=== Begin Enclosure ===
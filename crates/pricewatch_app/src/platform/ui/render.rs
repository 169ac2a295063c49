use chrono::NaiveDateTime;
use pricewatch_core::{AppViewModel, BannerStatus, BannerView, ChartPanel, LoadMarker};

const TIME_FORMAT: &str = "%Y/%m/%d %H:%M:%S";
const PROMPT_PENDING: &str = "等待回覆: 是否刷新頁面? 是 (y) / 否 (n)";

pub fn render(view: &AppViewModel) -> Vec<String> {
    let mut lines = Vec::with_capacity(3);

    lines.push(match &view.task {
        Some(task) => format!("任務: {} ({})", task.task_name, task.task_key),
        None => "任務: 此頁面無排程任務".to_string(),
    });

    if !view.panels.is_empty() {
        lines.push(format!("圖表: {}", render_panels(&view.panels)));
    }

    if let Some(banner) = &view.banner {
        lines.push(render_banner(banner));
    }

    if view.prompt_open {
        lines.push(PROMPT_PENDING.to_string());
    }

    lines
}

/// Two-column banner: last success on the left, progress or next run on the right.
pub fn render_banner(banner: &BannerView) -> String {
    let right = match &banner.status {
        BannerStatus::Updating => "資料更新中...".to_string(),
        BannerStatus::NextUpdate(next) => format!("資料下次更新時間: {}", format_time(*next)),
    };
    format!(
        "資料上次更新時間: {}    {}",
        format_time(banner.last_success),
        right
    )
}

pub fn render_prompt() -> Vec<String> {
    vec![
        "資料更新完成，是否刷新頁面?".to_string(),
        "是 (y)　•　否 (n)".to_string(),
    ]
}

fn render_panels(panels: &[ChartPanel]) -> String {
    panels
        .iter()
        .map(|panel| {
            let stale = if panel.load == Some(LoadMarker::NeedsReload) {
                "*"
            } else {
                ""
            };
            if panel.active {
                format!("[{}{}]", panel.id, stale)
            } else {
                format!("{}{}", panel.id, stale)
            }
        })
        .collect::<Vec<_>>()
        .join(" ")
}

fn format_time(time: Option<NaiveDateTime>) -> String {
    time.map(|t| t.format(TIME_FORMAT).to_string())
        .unwrap_or_else(|| "-".to_string())
}
//! Terminal user interface
//!
//! A single bill entry form built on ratatui. Submissions go through the
//! same [`BillService`](crate::services::BillService) as the CLI.

pub mod app;
pub mod event;
pub mod form;
pub mod terminal;

// Widgets
pub mod widgets;

// Layout
pub mod layout;

pub use app::App;
pub use terminal::run_form;
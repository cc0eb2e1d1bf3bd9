//! Spreadsheet ledger
//!
//! The ledger is an existing xlsx workbook. Bills occupy columns B through H
//! of the ledger sheet, one row per bill, below one or more header rows.
//! Every appended row takes its formatting from the row above it, so the
//! template row the user formatted once carries down the whole sheet.

use std::path::{Path, PathBuf};

use chrono::{Duration, NaiveDate};
use rust_decimal::prelude::ToPrimitive;
use rust_decimal::Decimal;
use tracing::{debug, info};
use umya_spreadsheet::{Spreadsheet, Style, Worksheet};

use super::file_io::{read_workbook, write_workbook_atomic};
use super::lock::ensure_available;
use crate::error::{BillError, BillResult};
use crate::models::bill::DATE_FORMAT;
use crate::models::BillRecord;

/// 1-based row number in the ledger sheet
pub type RowIndex = u32;

/// Number format applied to date cells whose template format is General
pub const DATE_NUMBER_FORMAT: &str = "yyyy-mm-dd";

/// Ledger columns, in sheet order starting at column B
#[derive(Debug, Clone, Copy, PartialEq, Eq)]
pub enum LedgerColumn {
    Date,
    Category,
    Place,
    CurrencyCode,
    AmountForeign,
    AmountHome,
    Link,
}

impl LedgerColumn {
    /// All columns, in sheet order
    pub const ALL: [LedgerColumn; 7] = [
        Self::Date,
        Self::Category,
        Self::Place,
        Self::CurrencyCode,
        Self::AmountForeign,
        Self::AmountHome,
        Self::Link,
    ];

    /// Sheet column of the first ledger column (B)
    pub const FIRST: u32 = 2;

    /// 1-based sheet column number
    pub fn number(self) -> u32 {
        let offset = Self::ALL.iter().position(|c| *c == self).unwrap_or(0) as u32;
        Self::FIRST + offset
    }

    /// Conventional header text
    pub fn header(self) -> &'static str {
        match self {
            Self::Date => "Date",
            Self::Category => "Category",
            Self::Place => "Place",
            Self::CurrencyCode => "Currency",
            Self::AmountForeign => "Amount",
            Self::AmountHome => "Amount (Home)",
            Self::Link => "Link",
        }
    }
}

/// Where the bills live inside the workbook
#[derive(Debug, Clone, PartialEq, Eq)]
pub struct LedgerLayout {
    /// Worksheet name; the first worksheet when `None`
    pub sheet_name: Option<String>,
    /// Rows above the first bill that are never used as a template
    pub header_rows: u32,
}

impl Default for LedgerLayout {
    fn default() -> Self {
        Self {
            sheet_name: None,
            header_rows: 1,
        }
    }
}

/// Styles of the ledger columns of one row
///
/// Captured from the template row and applied to the row being appended.
/// Only formatting is carried (font, border, fill, number format,
/// protection, alignment), never values.
#[derive(Debug, Clone)]
pub struct RowStyle {
    source_row: RowIndex,
    styles: Vec<Style>,
}

impl RowStyle {
    /// Snapshot the styles of `row`
    pub fn capture(sheet: &Worksheet, row: RowIndex) -> Self {
        let styles = LedgerColumn::ALL
            .iter()
            .map(|column| {
                sheet
                    .get_cell((column.number(), row))
                    .map(|cell| cell.get_style().clone())
                    .unwrap_or_default()
            })
            .collect();

        Self {
            source_row: row,
            styles,
        }
    }

    /// Apply the captured styles to `row`, leaving values untouched
    pub fn apply(&self, sheet: &mut Worksheet, row: RowIndex) {
        for (column, style) in LedgerColumn::ALL.iter().zip(&self.styles) {
            sheet
                .get_cell_mut((column.number(), row))
                .set_style(style.clone());
        }
    }

    /// Row the styles were captured from
    pub fn source_row(&self) -> RowIndex {
        self.source_row
    }

    /// Captured style of one column
    pub fn style(&self, column: LedgerColumn) -> Option<&Style> {
        LedgerColumn::ALL
            .iter()
            .position(|c| *c == column)
            .and_then(|i| self.styles.get(i))
    }
}

/// Values of one ledger row, as stored in the sheet
#[derive(Debug, Clone, PartialEq)]
pub struct LedgerRow {
    pub date: Option<NaiveDate>,
    pub category: String,
    pub place: String,
    pub currency_code: String,
    pub amount_foreign: Option<f64>,
    pub amount_home: Option<f64>,
    pub link: String,
}

fn excel_epoch() -> NaiveDate {
    // 1899-12-30 absorbs the 1900 leap-year quirk for all modern dates
    NaiveDate::from_ymd_opt(1899, 12, 30).unwrap_or_default()
}

/// Excel serial day number of a date
pub fn date_to_serial(date: NaiveDate) -> f64 {
    (date - excel_epoch()).num_days() as f64
}

/// Date of an Excel serial day number (time of day is dropped)
pub fn serial_to_date(serial: f64) -> Option<NaiveDate> {
    if !serial.is_finite() || serial < 0.0 {
        return None;
    }
    Duration::try_days(serial.floor() as i64)
        .and_then(|days| excel_epoch().checked_add_signed(days))
}

fn decimal_to_cell(value: Decimal) -> BillResult<f64> {
    value
        .to_f64()
        .ok_or_else(|| BillError::Validation(format!("Amount out of range: {}", value)))
}

/// An opened xlsx ledger
pub struct Ledger {
    path: PathBuf,
    layout: LedgerLayout,
    book: Spreadsheet,
}

impl Ledger {
    /// Open an existing ledger for appending
    ///
    /// Fails with `LedgerNotFound` if the file is missing (it is never
    /// created) and with `LedgerLocked` if another program holds it.
    pub fn open(path: impl AsRef<Path>, layout: LedgerLayout) -> BillResult<Self> {
        let path = path.as_ref().to_path_buf();
        ensure_available(&path)?;

        let book = read_workbook(&path)?;
        let ledger = Self { path, layout, book };

        // Surface a missing sheet at open time
        ledger.sheet()?;
        debug!(path = %ledger.path.display(), "opened ledger");

        Ok(ledger)
    }

    /// Path of the ledger file
    pub fn path(&self) -> &Path {
        &self.path
    }

    /// Layout the ledger was opened with
    pub fn layout(&self) -> &LedgerLayout {
        &self.layout
    }

    fn sheet(&self) -> BillResult<&Worksheet> {
        let sheet = match &self.layout.sheet_name {
            Some(name) => self.book.get_sheet_by_name(name),
            None => self.book.get_sheet(&0),
        };
        sheet.ok_or_else(|| self.missing_sheet())
    }

    fn missing_sheet(&self) -> BillError {
        match &self.layout.sheet_name {
            Some(name) => BillError::Config(format!(
                "Worksheet '{}' not found in {}",
                name,
                self.path.display()
            )),
            None => BillError::Spreadsheet(format!(
                "{} contains no worksheets",
                self.path.display()
            )),
        }
    }

    /// Last used row (0 for an empty sheet)
    pub fn last_row(&self) -> BillResult<RowIndex> {
        Ok(self.sheet()?.get_highest_row())
    }

    /// Number of bill rows below the header
    pub fn bill_count(&self) -> BillResult<u32> {
        Ok(self.last_row()?.saturating_sub(self.layout.header_rows))
    }

    /// Styles of the row the next append will copy
    ///
    /// Fails with `NoTemplateRow` when the sheet holds nothing below its
    /// header rows.
    pub fn template_row(&self) -> BillResult<RowStyle> {
        let last = self.last_row()?;
        if last <= self.layout.header_rows {
            return Err(BillError::NoTemplateRow {
                path: self.path.clone(),
            });
        }
        Ok(RowStyle::capture(self.sheet()?, last))
    }

    /// Append a bill below the last row and save the workbook
    ///
    /// Copies the style of the previous row onto the new row, writes the
    /// seven bill cells and persists before returning the new row number.
    /// The row is staged on a copy of the workbook, so a failed save leaves
    /// this ledger exactly as it was on disk.
    pub fn append_bill(&mut self, record: &BillRecord) -> BillResult<RowIndex> {
        ensure_available(&self.path)?;

        let template = self.template_row()?;
        let row = template.source_row() + 1;

        let amount_foreign = decimal_to_cell(record.amount_foreign)?;
        let amount_home = decimal_to_cell(record.amount_home)?;

        let mut staged = self.book.clone();
        let sheet = match &self.layout.sheet_name {
            Some(name) => staged.get_sheet_by_name_mut(name),
            None => staged.get_sheet_mut(&0),
        }
        .ok_or_else(|| self.missing_sheet())?;
        template.apply(sheet, row);
        debug!(from = template.source_row(), to = row, "copied row style");

        let date_cell = sheet.get_cell_mut((LedgerColumn::Date.number(), row));
        date_cell.set_value_number(date_to_serial(record.date));
        let uses_general = date_cell
            .get_style()
            .get_number_format()
            .map_or(true, |f| f.get_format_code() == "General");
        if uses_general {
            date_cell
                .get_style_mut()
                .get_number_format_mut()
                .set_format_code(DATE_NUMBER_FORMAT);
        }

        sheet
            .get_cell_mut((LedgerColumn::Category.number(), row))
            .set_value_string(record.category.as_str());
        sheet
            .get_cell_mut((LedgerColumn::Place.number(), row))
            .set_value_string(record.place.as_str());
        sheet
            .get_cell_mut((LedgerColumn::CurrencyCode.number(), row))
            .set_value_string(record.currency_code.as_str());
        sheet
            .get_cell_mut((LedgerColumn::AmountForeign.number(), row))
            .set_value_number(amount_foreign);
        sheet
            .get_cell_mut((LedgerColumn::AmountHome.number(), row))
            .set_value_number(amount_home);
        sheet
            .get_cell_mut((LedgerColumn::Link.number(), row))
            .set_value_string(record.link.as_str());

        write_workbook_atomic(&self.path, &staged)?;
        self.book = staged;

        info!(
            path = %self.path.display(),
            row,
            currency = %record.currency_code,
            amount_home = %record.amount_home,
            "appended bill"
        );

        Ok(row)
    }

    /// Read back the bill columns of a row
    pub fn read_row(&self, row: RowIndex) -> BillResult<Option<LedgerRow>> {
        let sheet = self.sheet()?;
        if row == 0 || row > sheet.get_highest_row() {
            return Ok(None);
        }

        let text = |column: LedgerColumn| {
            sheet
                .get_cell((column.number(), row))
                .map(|cell| cell.get_value().to_string())
                .unwrap_or_default()
        };
        let number = |column: LedgerColumn| {
            sheet
                .get_cell((column.number(), row))
                .and_then(|cell| cell.get_value_number())
        };

        let date = number(LedgerColumn::Date)
            .and_then(serial_to_date)
            .or_else(|| NaiveDate::parse_from_str(&text(LedgerColumn::Date), DATE_FORMAT).ok());

        Ok(Some(LedgerRow {
            date,
            category: text(LedgerColumn::Category),
            place: text(LedgerColumn::Place),
            currency_code: text(LedgerColumn::CurrencyCode),
            amount_foreign: number(LedgerColumn::AmountForeign),
            amount_home: number(LedgerColumn::AmountHome),
            link: text(LedgerColumn::Link),
        }))
    }
}

/// Open the ledger at `path` and append one bill
pub fn append_bill(
    path: impl AsRef<Path>,
    layout: LedgerLayout,
    record: &BillRecord,
) -> BillResult<RowIndex> {
    Ledger::open(path, layout)?.append_bill(record)
}
//! Submission history
//!
//! Every bill appended to the ledger is also recorded as one JSON line in
//! `history.log`. The log is append-only and independent of the ledger, so
//! it survives edits the user makes to the spreadsheet by hand.

use std::fs::{File, OpenOptions};
use std::io::{BufRead, BufReader, Write};
use std::path::{Path, PathBuf};

use chrono::{DateTime, Utc};
use serde::{Deserialize, Serialize};
use uuid::Uuid;

use super::ledger::RowIndex;
use crate::error::{BillError, BillResult};
use crate::models::BillRecord;

/// One successful submission
#[derive(Debug, Clone, PartialEq, Serialize, Deserialize)]
pub struct HistoryEntry {
    /// When the bill was appended (UTC)
    pub timestamp: DateTime<Utc>,

    /// Submission identifier
    pub id: Uuid,

    /// Ledger the bill went to
    pub ledger: PathBuf,

    /// Row the bill occupies
    pub row: RowIndex,

    /// The bill as written
    pub record: BillRecord,
}

impl HistoryEntry {
    /// Create an entry stamped now
    pub fn new(ledger: impl AsRef<Path>, row: RowIndex, record: BillRecord) -> Self {
        Self {
            timestamp: Utc::now(),
            id: Uuid::new_v4(),
            ledger: ledger.as_ref().to_path_buf(),
            row,
            record,
        }
    }

    /// Format the entry for human-readable output
    pub fn format_human_readable(&self) -> String {
        let record = &self.record;
        let mut output = format!(
            "[{}] row {} {} {} {:.2} {} = {:.2}",
            self.timestamp.format("%Y-%m-%d %H:%M:%S UTC"),
            self.row,
            record.date.format("%Y-%m-%d"),
            record.category,
            record.amount_foreign,
            record.currency_code,
            record.amount_home,
        );

        if !record.place.is_empty() {
            output.push_str(&format!(" ({})", record.place));
        }

        output
    }
}

/// Handles writing history entries to the history log file
///
/// The log file uses a line-delimited JSON format (JSONL).
pub struct HistoryLog {
    log_path: PathBuf,
}

impl HistoryLog {
    /// Create a HistoryLog that writes to the specified path
    pub fn new(log_path: PathBuf) -> Self {
        Self { log_path }
    }

    /// Path of the log file
    pub fn path(&self) -> &Path {
        &self.log_path
    }

    /// Append an entry and flush it
    pub fn log(&self, entry: &HistoryEntry) -> BillResult<()> {
        if let Some(parent) = self.log_path.parent() {
            std::fs::create_dir_all(parent)
                .map_err(|e| BillError::Io(format!("Failed to create history directory: {}", e)))?;
        }

        let mut file = OpenOptions::new()
            .create(true)
            .append(true)
            .open(&self.log_path)
            .map_err(|e| BillError::Io(format!("Failed to open history log: {}", e)))?;

        let json = serde_json::to_string(entry)
            .map_err(|e| BillError::Json(format!("Failed to serialize history entry: {}", e)))?;

        writeln!(file, "{}", json)
            .map_err(|e| BillError::Io(format!("Failed to write history entry: {}", e)))?;

        file.flush()
            .map_err(|e| BillError::Io(format!("Failed to flush history log: {}", e)))?;

        Ok(())
    }

    /// Read all entries, oldest first
    pub fn read_all(&self) -> BillResult<Vec<HistoryEntry>> {
        if !self.log_path.exists() {
            return Ok(Vec::new());
        }

        let file = File::open(&self.log_path)
            .map_err(|e| BillError::Io(format!("Failed to open history log: {}", e)))?;

        let mut entries = Vec::new();
        for (line_num, line) in BufReader::new(file).lines().enumerate() {
            let line = line.map_err(|e| {
                BillError::Io(format!("Failed to read history line {}: {}", line_num + 1, e))
            })?;

            if line.trim().is_empty() {
                continue;
            }

            let entry: HistoryEntry = serde_json::from_str(&line).map_err(|e| {
                BillError::Json(format!(
                    "Failed to parse history entry at line {}: {}",
                    line_num + 1,
                    e
                ))
            })?;

            entries.push(entry);
        }

        Ok(entries)
    }

    /// Read the most recent N entries, oldest first
    pub fn read_recent(&self, count: usize) -> BillResult<Vec<HistoryEntry>> {
        let all_entries = self.read_all()?;
        let skip = all_entries.len().saturating_sub(count);
        Ok(all_entries.into_iter().skip(skip).collect())
    }
}

#[cfg(test)]
mod tests {
    use super::*;
    use crate::models::BillCategory;
    use chrono::NaiveDate;
    use rust_decimal_macros::dec;
    use tempfile::TempDir;

    fn record(place: &str) -> BillRecord {
        BillRecord {
            date: NaiveDate::from_ymd_opt(2024, 1, 15).unwrap(),
            category: BillCategory::Food,
            place: place.into(),
            currency_code: "EUR".into(),
            amount_foreign: dec!(12.00),
            amount_home: dec!(1110.00),
            link: String::new(),
        }
    }

    #[test]
    fn test_log_and_read() {
        let temp_dir = TempDir::new().unwrap();
        let log_path = temp_dir.path().join("logs").join("history.log");
        let log = HistoryLog::new(log_path.clone());
        assert_eq!(log.path(), log_path.as_path());

        let entry = HistoryEntry::new("my_bills.xlsx", 7, record("Lisbon"));
        log.log(&entry).unwrap();

        assert!(log_path.exists());
        let entries = log.read_all().unwrap();
        assert_eq!(entries, vec![entry]);
    }

    #[test]
    fn test_read_missing_log_is_empty() {
        let temp_dir = TempDir::new().unwrap();
        let log = HistoryLog::new(temp_dir.path().join("history.log"));
        assert!(log.read_all().unwrap().is_empty());
    }

    #[test]
    fn test_read_recent() {
        let temp_dir = TempDir::new().unwrap();
        let log = HistoryLog::new(temp_dir.path().join("history.log"));

        for row in 2..7 {
            log.log(&HistoryEntry::new("my_bills.xlsx", row, record("Oslo")))
                .unwrap();
        }

        let recent = log.read_recent(2).unwrap();
        let rows: Vec<RowIndex> = recent.iter().map(|e| e.row).collect();
        assert_eq!(rows, vec![5, 6]);
        assert_eq!(log.read_recent(50).unwrap().len(), 5);
    }

    #[test]
    fn test_format_human_readable() {
        let entry = HistoryEntry::new("my_bills.xlsx", 3, record("Lisbon"));
        let text = entry.format_human_readable();
        assert!(text.contains("row 3 2024-01-15 Food 12.00 EUR = 1110.00"));
        assert!(text.ends_with("(Lisbon)"));
    }
}
//! Layout helpers for the TUI

use ratatui::layout::{Constraint, Direction, Layout, Rect};

/// Create a centered rect using percentage of the available area
pub fn centered_rect(percent_x: u16, percent_y: u16, r: Rect) -> Rect {
    let popup_layout = Layout::default()
        .direction(Direction::Vertical)
        .constraints([
            Constraint::Percentage((100 - percent_y) / 2),
            Constraint::Percentage(percent_y),
            Constraint::Percentage((100 - percent_y) / 2),
        ])
        .split(r);

    Layout::default()
        .direction(Direction::Horizontal)
        .constraints([
            Constraint::Percentage((100 - percent_x) / 2),
            Constraint::Percentage(percent_x),
            Constraint::Percentage((100 - percent_x) / 2),
        ])
        .split(popup_layout[1])[1]
}

#[cfg(test)]
mod tests {
    use super::*;

    #[test]
    fn test_centered_rect_is_inside() {
        let outer = Rect::new(0, 0, 100, 50);
        let inner = centered_rect(60, 80, outer);
        assert_eq!(inner.width, 60);
        assert_eq!(inner.height, 40);
        assert_eq!(inner.x, 20);
        assert_eq!(inner.y, 5);
    }
}
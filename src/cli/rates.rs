//! Rate table CLI command

use crate::display::format_rate_table;
use crate::models::RateTable;

/// Handle `bills rates`
pub fn handle_rates_command(rates: &RateTable, home_symbol: &str) {
    println!("{}", format_rate_table(rates, home_symbol));
}
//! Submission history display formatting

use crate::storage::HistoryEntry;

/// Format history entries, oldest first
pub fn format_history(entries: &[HistoryEntry]) -> String {
    if entries.is_empty() {
        return "No bills recorded yet.\n".to_string();
    }

    let mut output = String::new();
    for entry in entries {
        output.push_str(&entry.format_human_readable());
        output.push('\n');
    }
    output
}

#[cfg(test)]
mod tests {
    use super::*;

    #[test]
    fn test_empty_history() {
        assert_eq!(format_history(&[]), "No bills recorded yet.\n");
    }
}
=== End Enclosure ===
YOUR TASK
Check each line of the entries, and copy the ones that contain "filename".

RESULT OF THIS EXERCISE
filename crates/pricewatch_app/src/platform/ui/render.rs
filename src/cli/rates.rs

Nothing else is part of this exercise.